--- Your objective ---
Identify every line in the records below that contains the word "AppError", and reproduce each one.

--- Extracted entries ---

#[cfg(test)]
mod tests {
    use super::*;
    use genmedia_core::models::{AspectRatio, JobStatus, VideoResolution};
    use mockito::Matcher;
    use serde_json::json;
    use tokio_test::assert_ok;

    const TEST_KEY: &str = "test-api-key";

    fn provider_for(server: &mockito::ServerGuard) -> GeminiProvider {
        let config = Config {
            api_key: Some(TEST_KEY.to_string()),
            api_base_url: server.url(),
            ..Config::default()
        };
        GeminiProvider::new(&config).unwrap()
    }

    fn image_request(model: ImageModel) -> ImageGenerationRequest {
        ImageGenerationRequest {
            prompt: "a lighthouse at dusk".to_string(),
            model,
            count: 2,
            aspect_ratio: AspectRatio::Portrait,
            reference_image: None,
        }
    }

    #[test]
    fn test_new_without_key_is_config_error() {
        let result = GeminiProvider::new(&Config::default());
        assert!(matches!(result, Err(AppError::Config(_))));
    }

    #[test]
    fn test_classify_error() {
        let body = json!({
            "error": {
                "code": 400,
                "message": "API key not valid. Please pass a valid API key.",
                "status": "INVALID_ARGUMENT",
                "details": [{"@type": "type.googleapis.com/google.rpc.ErrorInfo", "reason": "API_KEY_INVALID"}]
            }
        })
        .to_string();
        let err = classify_error(StatusCode::BAD_REQUEST, &body);
        assert!(err.is_authentication());
        assert!(err.to_string().contains("API key not valid"));

        let body = json!({"error": {"code": 404, "message": "Requested entity was not found.", "status": "NOT_FOUND"}}).to_string();
        assert!(classify_error(StatusCode::NOT_FOUND, &body).is_authentication());

        let err = classify_error(StatusCode::TOO_MANY_REQUESTS, "");
        assert_eq!(err.upstream_kind(), Some(UpstreamErrorKind::RateLimited));

        let err = classify_error(StatusCode::INTERNAL_SERVER_ERROR, "boom");
        assert_eq!(err.upstream_kind(), Some(UpstreamErrorKind::Provider));
        assert!(err.to_string().contains("boom"));
    }

    #[tokio::test]
    async fn test_optimize_returns_text() {
        let mut server = mockito::Server::new_async().await;
        let mock = server
            .mock("POST", "/models/gemini-2.5-pro:generateContent")
            .match_header(API_KEY_HEADER, TEST_KEY)
            .match_body(Matcher::PartialJson(json!({
                "contents": [{"parts": [{"text": "rewrite this"}]}]
            })))
            .with_status(200)
            .with_header("content-type", "application/json")
            .with_body(
                json!({"candidates": [{"content": {"parts": [{"text": "  A vivid lighthouse  "}]}}]})
                    .to_string(),
            )
            .create_async()
            .await;

        let provider = provider_for(&server);
        let text = assert_ok!(provider.optimize("rewrite this").await);
        assert_eq!(text, "  A vivid lighthouse  ");
        mock.assert_async().await;
    }

    #[tokio::test]
    async fn test_optimize_blank_answer_is_invalid_response() {
        let mut server = mockito::Server::new_async().await;
        server
            .mock("POST", "/models/gemini-2.5-pro:generateContent")
            .with_status(200)
            .with_body(json!({"candidates": [{"content": {"parts": [{"text": "   "}]}}]}).to_string())
            .create_async()
            .await;

        let err = provider_for(&server).optimize("rewrite this").await.unwrap_err();
        let kind = err.upstream_kind();
        assert_eq!(kind, Some(UpstreamErrorKind::InvalidResponse));
        assert!(!kind.is_some_and(|k| k.is_transient()));
    }

    #[tokio::test]
    async fn test_optimize_auth_failure() {
        let mut server = mockito::Server::new_async().await;
        server
            .mock("POST", "/models/gemini-2.5-pro:generateContent")
            .with_status(400)
            .with_body(
                json!({"error": {"code": 400, "message": "API key not valid.", "status": "INVALID_ARGUMENT",
                    "details": [{"reason": "API_KEY_INVALID"}]}})
                .to_string(),
            )
            .create_async()
            .await;

        let err = provider_for(&server).optimize("x").await.unwrap_err();
        assert!(err.is_authentication());
    }

    #[tokio::test]
    async fn test_generate_batch_images() {
        let mut server = mockito::Server::new_async().await;
        let mock = server
            .mock("POST", "/models/imagen-4.0-generate-001:predict")
            .match_header(API_KEY_HEADER, TEST_KEY)
            .match_body(Matcher::PartialJson(json!({
                "instances": [{"prompt": "a lighthouse at dusk"}],
                "parameters": {"sampleCount": 2, "aspectRatio": "9:16"}
            })))
            .with_status(200)
            .with_body(
                json!({"predictions": [
                    {"bytesBase64Encoded": STANDARD.encode([1u8, 2, 3]), "mimeType": "image/png"},
                    {"bytesBase64Encoded": STANDARD.encode([4u8, 5])}
                ]})
                .to_string(),
            )
            .create_async()
            .await;

        let images = provider_for(&server)
            .generate_images(&image_request(ImageModel::Imagen4))
            .await
            .unwrap();

        assert_eq!(images.len(), 2);
        assert_eq!(images[0].data.as_ref(), &[1, 2, 3]);
        assert_eq!(images[1].mime_type, "image/png");
        mock.assert_async().await;
    }

    #[tokio::test]
    async fn test_generate_multimodal_with_reference() {
        let mut server = mockito::Server::new_async().await;
        let mock = server
            .mock("POST", "/models/gemini-2.5-flash-image:generateContent")
            .match_body(Matcher::PartialJson(json!({
                "contents": [{"parts": [
                    {"inlineData": {"mimeType": "image/jpeg", "data": "CQg="}},
                    {"text": "a lighthouse at dusk"}
                ]}],
                "generationConfig": {"responseModalities": ["IMAGE"]}
            })))
            .with_status(200)
            .with_body(
                json!({"candidates": [{"content": {"parts": [
                    {"text": "Here you go"},
                    {"inlineData": {"mimeType": "image/png", "data": STANDARD.encode([7u8, 7])}}
                ]}}]})
                .to_string(),
            )
            .create_async()
            .await;

        let mut request = image_request(ImageModel::GeminiFlashImage);
        request.reference_image = Some(ReferenceImage::new("image/jpeg", vec![9u8, 8]));

        let images = provider_for(&server).generate_images(&request).await.unwrap();
        assert_eq!(images.len(), 1);
        assert_eq!(images[0].data.as_ref(), &[7, 7]);
        mock.assert_async().await;
    }

    #[tokio::test]
    async fn test_generate_multimodal_without_images_is_empty() {
        let mut server = mockito::Server::new_async().await;
        server
            .mock("POST", "/models/gemini-2.5-flash-image:generateContent")
            .with_status(200)
            .with_body(json!({"candidates": [{"content": {"parts": [{"text": "no"}]}}]}).to_string())
            .create_async()
            .await;

        let images = provider_for(&server)
            .generate_images(&image_request(ImageModel::GeminiFlashImage))
            .await
            .unwrap();
        assert!(images.is_empty());
    }

    #[tokio::test]
    async fn test_rate_limited() {
        let mut server = mockito::Server::new_async().await;
        server
            .mock("POST", "/models/imagen-4.0-generate-001:predict")
            .with_status(429)
            .with_body(json!({"error": {"code": 429, "message": "Quota exceeded", "status": "RESOURCE_EXHAUSTED"}}).to_string())
            .create_async()
            .await;

        let err = provider_for(&server)
            .generate_images(&image_request(ImageModel::Imagen4))
            .await
            .unwrap_err();
        assert_eq!(err.upstream_kind(), Some(UpstreamErrorKind::RateLimited));
        assert_eq!(err.to_string(), "Upstream error (rate_limited): Quota exceeded");
    }

    #[tokio::test]
    async fn test_malformed_body_is_invalid_response() {
        let mut server = mockito::Server::new_async().await;
        server
            .mock("POST", "/models/imagen-4.0-generate-001:predict")
            .with_status(200)
            .with_body("<html>")
            .create_async()
            .await;

        let err = provider_for(&server)
            .generate_images(&image_request(ImageModel::Imagen4))
            .await
            .unwrap_err();
        assert_eq!(err.upstream_kind(), Some(UpstreamErrorKind::InvalidResponse));
    }

    #[tokio::test]
    async fn test_transport_failure() {
        let config = Config {
            api_key: Some(TEST_KEY.to_string()),
            api_base_url: "http://127.0.0.1:1".to_string(),
            ..Config::default()
        };
        let provider = GeminiProvider::new(&config).unwrap();
        let err = provider.optimize("x").await.unwrap_err();
        assert_eq!(err.upstream_kind(), Some(UpstreamErrorKind::Transport));
    }

    #[tokio::test]
    async fn test_video_submit_poll_fetch() {
        let mut server = mockito::Server::new_async().await;
        let operation = "models/veo-3.1-fast-generate-preview/operations/op123";
        let video_uri = format!("{}/files/video.mp4", server.url());

        let submit = server
            .mock("POST", "/models/veo-3.1-fast-generate-preview:predictLongRunning")
            .match_body(Matcher::PartialJson(json!({
                "instances": [{"prompt": "waves"}],
                "parameters": {"aspectRatio": "16:9", "resolution": "1080p"}
            })))
            .with_status(200)
            .with_body(json!({"name": operation}).to_string())
            .create_async()
            .await;

        let poll = server
            .mock("GET", format!("/{}", operation).as_str())
            .match_header(API_KEY_HEADER, TEST_KEY)
            .with_status(200)
            .with_body(
                json!({"name": operation, "done": true, "response": {"generateVideoResponse": {
                    "generatedSamples": [{"video": {"uri": video_uri}}]
                }}})
                .to_string(),
            )
            .create_async()
            .await;

        let download = server
            .mock("GET", "/files/video.mp4")
            .match_header(API_KEY_HEADER, TEST_KEY)
            .with_status(200)
            .with_header("content-type", "video/mp4")
            .with_body(vec![0u8, 0, 0, 24, 102, 116, 121, 112])
            .create_async()
            .await;

        let provider = provider_for(&server);
        let request = VideoGenerationRequest {
            prompt: "waves".to_string(),
            aspect_ratio: AspectRatio::Landscape,
            resolution: VideoResolution::FullHd,
            reference_image: None,
        };

        let job = provider.submit_video(&request).await.unwrap();
        assert_eq!(job.status, JobStatus::Pending);
        assert_eq!(job.id, operation);

        let job = provider.poll_video(&job).await.unwrap();
        assert!(job.is_done());
        assert_eq!(job.result_uri.as_deref(), Some(video_uri.as_str()));

        let video = provider
            .fetch_video_asset(job.result_uri.as_deref().unwrap())
            .await
            .unwrap();
        assert_eq!(video.mime_type, "video/mp4");
        assert_eq!(video.data.len(), 8);

        submit.assert_async().await;
        poll.assert_async().await;
        download.assert_async().await;
    }

    #[tokio::test]
    async fn test_poll_operation_error() {
        let mut server = mockito::Server::new_async().await;
        server
            .mock("GET", "/operations/op1")
            .with_status(200)
            .with_body(
                json!({"name": "operations/op1", "done": true,
                    "error": {"code": 3, "message": "Prompt was blocked"}})
                .to_string(),
            )
            .create_async()
            .await;

        let err = provider_for(&server)
            .poll_video(&VideoJob::pending("operations/op1"))
            .await
            .unwrap_err();
        assert_eq!(err.upstream_kind(), Some(UpstreamErrorKind::Provider));
        assert!(err.to_string().contains("Prompt was blocked"));
    }

    #[tokio::test]
    async fn test_fetch_failure_is_fetch_error() {
        let mut server = mockito::Server::new_async().await;
        server
            .mock("GET", "/files/missing.mp4")
            .with_status(500)
            .create_async()
            .await;

        let uri = format!("{}/files/missing.mp4", server.url());
        let err = provider_for(&server).fetch_video_asset(&uri).await.unwrap_err();
        assert!(matches!(err, AppError::Fetch(_)));
    }
}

--- Task response ---
        assert!(matches!(result, Err(AppError::Config(_))));
        assert!(matches!(err, AppError::Fetch(_)));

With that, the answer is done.